- Work request -
All of the data below should be copied exactly as it stands.

━━━ Available records

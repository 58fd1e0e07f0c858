//! Renova Engine - configuration and session orchestration
//!
//! Provides:
//! - Layered settings (defaults, `renova.toml`, `RENOVA_*` environment)
//! - Backend selection at startup behind one handle of contract objects
//! - The `Showroom` service: public catalog and lead capture, admin CRUD,
//!   and the fallback policy for an unreachable backend

pub mod backend;
pub mod settings;
pub mod showroom;

pub use backend::Backend;
pub use settings::{BackendKind, Settings};
pub use showroom::Showroom;
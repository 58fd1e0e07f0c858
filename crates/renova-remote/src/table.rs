//! PostgREST table access implementing the persistence contract

use std::marker::PhantomData;

use async_trait::async_trait;
use renova_core::errors::{ExError, ExErrorKind, RenovaError};
use renova_core::model::{Entity, SortOrder, User};
use renova_core::ops::{Repository, UserDirectory};
use reqwest::Method;

use crate::client::RemoteClient;
use crate::errors::Result;

const RETURN_REPRESENTATION: &str = "return=representation";

/// One hosted table, typed by its entity
pub struct RemoteTable<E> {
    client: RemoteClient,
    _entity: PhantomData<fn() -> E>,
}

impl<E> Clone for RemoteTable<E> {
    fn clone(&self) -> Self {
        Self {
            client: self.client.clone(),
            _entity: PhantomData,
        }
    }
}

/// `order` query value for a sort order; insertion order follows the
/// serial primary key
pub fn order_param(sort: SortOrder) -> String {
    match sort {
        SortOrder::Descending(column) => format!("{}.desc", column),
        SortOrder::Insertion => "id.asc".to_string(),
    }
}

pub fn eq_filter(value: &str) -> String {
    format!("eq.{}", value)
}

impl<E: Entity> RemoteTable<E> {
    pub(crate) fn new(client: RemoteClient) -> Self {
        Self {
            client,
            _entity: PhantomData,
        }
    }

    fn table(&self) -> &'static str {
        E::COLLECTION.table()
    }

    fn url(&self) -> String {
        self.client.rest_url(self.table())
    }

    fn first_row(&self, op: &str, rows: Vec<E>) -> Result<E> {
        rows.into_iter().next().ok_or_else(|| {
            ExError::new(ExErrorKind::Serialization)
                .with_op(op)
                .with_collection(self.table())
                .with_message("response contained no representation")
        })
    }
}

#[async_trait]
impl<E: Entity> Repository<E> for RemoteTable<E> {
    async fn list(&self) -> Result<Vec<E>> {
        let request = self
            .client
            .request(Method::GET, &self.url())
            .query(&[("select", "*".to_string()), ("order", order_param(E::SORT))]);
        self.client.send_json("list", self.table(), request).await
    }

    async fn get(&self, id: &str) -> Result<Option<E>> {
        let request = self
            .client
            .request(Method::GET, &self.url())
            .query(&[("select", "*".to_string()), ("id", eq_filter(id))]);
        let rows: Vec<E> = self.client.send_json("get", self.table(), request).await?;
        Ok(rows.into_iter().next())
    }

    async fn create(&self, draft: E::Draft) -> Result<E> {
        let request = self
            .client
            .request(Method::POST, &self.url())
            .header("Prefer", RETURN_REPRESENTATION)
            .json(&draft);
        let rows: Vec<E> = self.client.send_json("create", self.table(), request).await?;
        self.first_row("create", rows)
    }

    async fn update(&self, id: &str, patch: E::Patch) -> Result<E> {
        let request = self
            .client
            .request(Method::PATCH, &self.url())
            .query(&[("id", eq_filter(id))])
            .header("Prefer", RETURN_REPRESENTATION)
            .json(&patch);
        let rows: Vec<E> = self.client.send_json("update", self.table(), request).await?;
        rows.into_iter().next().ok_or_else(|| {
            ExError::from(RenovaError::NotFound {
                collection: self.table().to_string(),
                id: id.to_string(),
            })
            .with_op("update")
        })
    }

    async fn delete(&self, id: &str) -> Result<()> {
        let request = self
            .client
            .request(Method::DELETE, &self.url())
            .query(&[("id", eq_filter(id))]);
        self.client.send("delete", self.table(), request).await?;
        Ok(())
    }
}

#[async_trait]
impl UserDirectory for RemoteTable<User> {
    async fn find_by_email(&self, email: &str) -> Result<Option<User>> {
        let wanted = email.trim().to_lowercase();
        let request = self
            .client
            .request(Method::GET, &self.url())
            .query(&[
                ("select", "*".to_string()),
                ("email", format!("ilike.{}", wanted)),
            ]);
        let rows: Vec<User> = self
            .client
            .send_json("find_by_email", self.table(), request)
            .await?;
        // ilike treats `_` and `%` as wildcards
        Ok(rows
            .into_iter()
            .find(|user| user.email.trim().to_lowercase() == wanted))
    }
}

━━━━━━

- Solution to this exercise -
repository 58fd1e0e07f0c858
//! Renova Engine - configuration and session orchestration
//!
//! Provides:
//! - Layered settings (defaults, `renova.toml`, `RENOVA_*` environment)
//! - Backend selection at startup behind one handle of contract objects
//! - The `Showroom` service: public catalog and lead capture, admin CRUD,
//!   and the fallback policy for an unreachable backend

pub mod backend;
pub mod settings;
pub mod showroom;

pub use backend::Backend;
pub use settings::{BackendKind, Settings};
pub use showroom::Showroom;
repository 58fd1e0e07f0c858
filename crates/renova-remote/src/table.rs
//! PostgREST table access implementing the persistence contract

use std::marker::PhantomData;

use async_trait::async_trait;
use renova_core::errors::{ExError, ExErrorKind, RenovaError};
use renova_core::model::{Entity, SortOrder, User};
use renova_core::ops::{Repository, UserDirectory};
use reqwest::Method;

use crate::client::RemoteClient;
use crate::errors::Result;

const RETURN_REPRESENTATION: &str = "return=representation";

/// One hosted table, typed by its entity
pub struct RemoteTable<E> {
    client: RemoteClient,
    _entity: PhantomData<fn() -> E>,
}

impl<E> Clone for RemoteTable<E> {
    fn clone(&self) -> Self {
        Self {
            client: self.client.clone(),
            _entity: PhantomData,
        }
    }
}

/// `order` query value for a sort order; insertion order follows the
/// serial primary key
pub fn order_param(sort: SortOrder) -> String {
    match sort {
        SortOrder::Descending(column) => format!("{}.desc", column),
        SortOrder::Insertion => "id.asc".to_string(),
    }
}

pub fn eq_filter(value: &str) -> String {
    format!("eq.{}", value)
}

impl<E: Entity> RemoteTable<E> {
    pub(crate) fn new(client: RemoteClient) -> Self {
        Self {
            client,
            _entity: PhantomData,
        }
    }

    fn table(&self) -> &'static str {
        E::COLLECTION.table()
    }

    fn url(&self) -> String {
        self.client.rest_url(self.table())
    }

    fn first_row(&self, op: &str, rows: Vec<E>) -> Result<E> {
        rows.into_iter().next().ok_or_else(|| {
            ExError::new(ExErrorKind::Serialization)
                .with_op(op)
                .with_collection(self.table())
                .with_message("response contained no representation")
        })
    }
}

#[async_trait]
impl<E: Entity> Repository<E> for RemoteTable<E> {
    async fn list(&self) -> Result<Vec<E>> {
        let request = self
            .client
            .request(Method::GET, &self.url())
            .query(&[("select", "*".to_string()), ("order", order_param(E::SORT))]);
        self.client.send_json("list", self.table(), request).await
    }

    async fn get(&self, id: &str) -> Result<Option<E>> {
        let request = self
            .client
            .request(Method::GET, &self.url())
            .query(&[("select", "*".to_string()), ("id", eq_filter(id))]);
        let rows: Vec<E> = self.client.send_json("get", self.table(), request).await?;
        Ok(rows.into_iter().next())
    }

    async fn create(&self, draft: E::Draft) -> Result<E> {
        let request = self
            .client
            .request(Method::POST, &self.url())
            .header("Prefer", RETURN_REPRESENTATION)
            .json(&draft);
        let rows: Vec<E> = self.client.send_json("create", self.table(), request).await?;
        self.first_row("create", rows)
    }

    async fn update(&self, id: &str, patch: E::Patch) -> Result<E> {
        let request = self
            .client
            .request(Method::PATCH, &self.url())
            .query(&[("id", eq_filter(id))])
            .header("Prefer", RETURN_REPRESENTATION)
            .json(&patch);
        let rows: Vec<E> = self.client.send_json("update", self.table(), request).await?;
        rows.into_iter().next().ok_or_else(|| {
            ExError::from(RenovaError::NotFound {
                collection: self.table().to_string(),
                id: id.to_string(),
            })
            .with_op("update")
        })
    }

    async fn delete(&self, id: &str) -> Result<()> {
        let request = self
            .client
            .request(Method::DELETE, &self.url())
            .query(&[("id", eq_filter(id))]);
        self.client.send("delete", self.table(), request).await?;
        Ok(())
    }
}

#[async_trait]
impl UserDirectory for RemoteTable<User> {
    async fn find_by_email(&self, email: &str) -> Result<Option<User>> {
        let wanted = email.trim().to_lowercase();
        let request = self
            .client
            .request(Method::GET, &self.url())
            .query(&[
                ("select", "*".to_string()),
                ("email", format!("ilike.{}", wanted)),
            ]);
        let rows: Vec<User> = self
            .client
            .send_json("find_by_email", self.table(), request)
            .await?;
        // ilike treats `_` and `%` as wildcards
        Ok(rows
            .into_iter()
            .find(|user| user.email.trim().to_lowercase() == wanted))
    }
}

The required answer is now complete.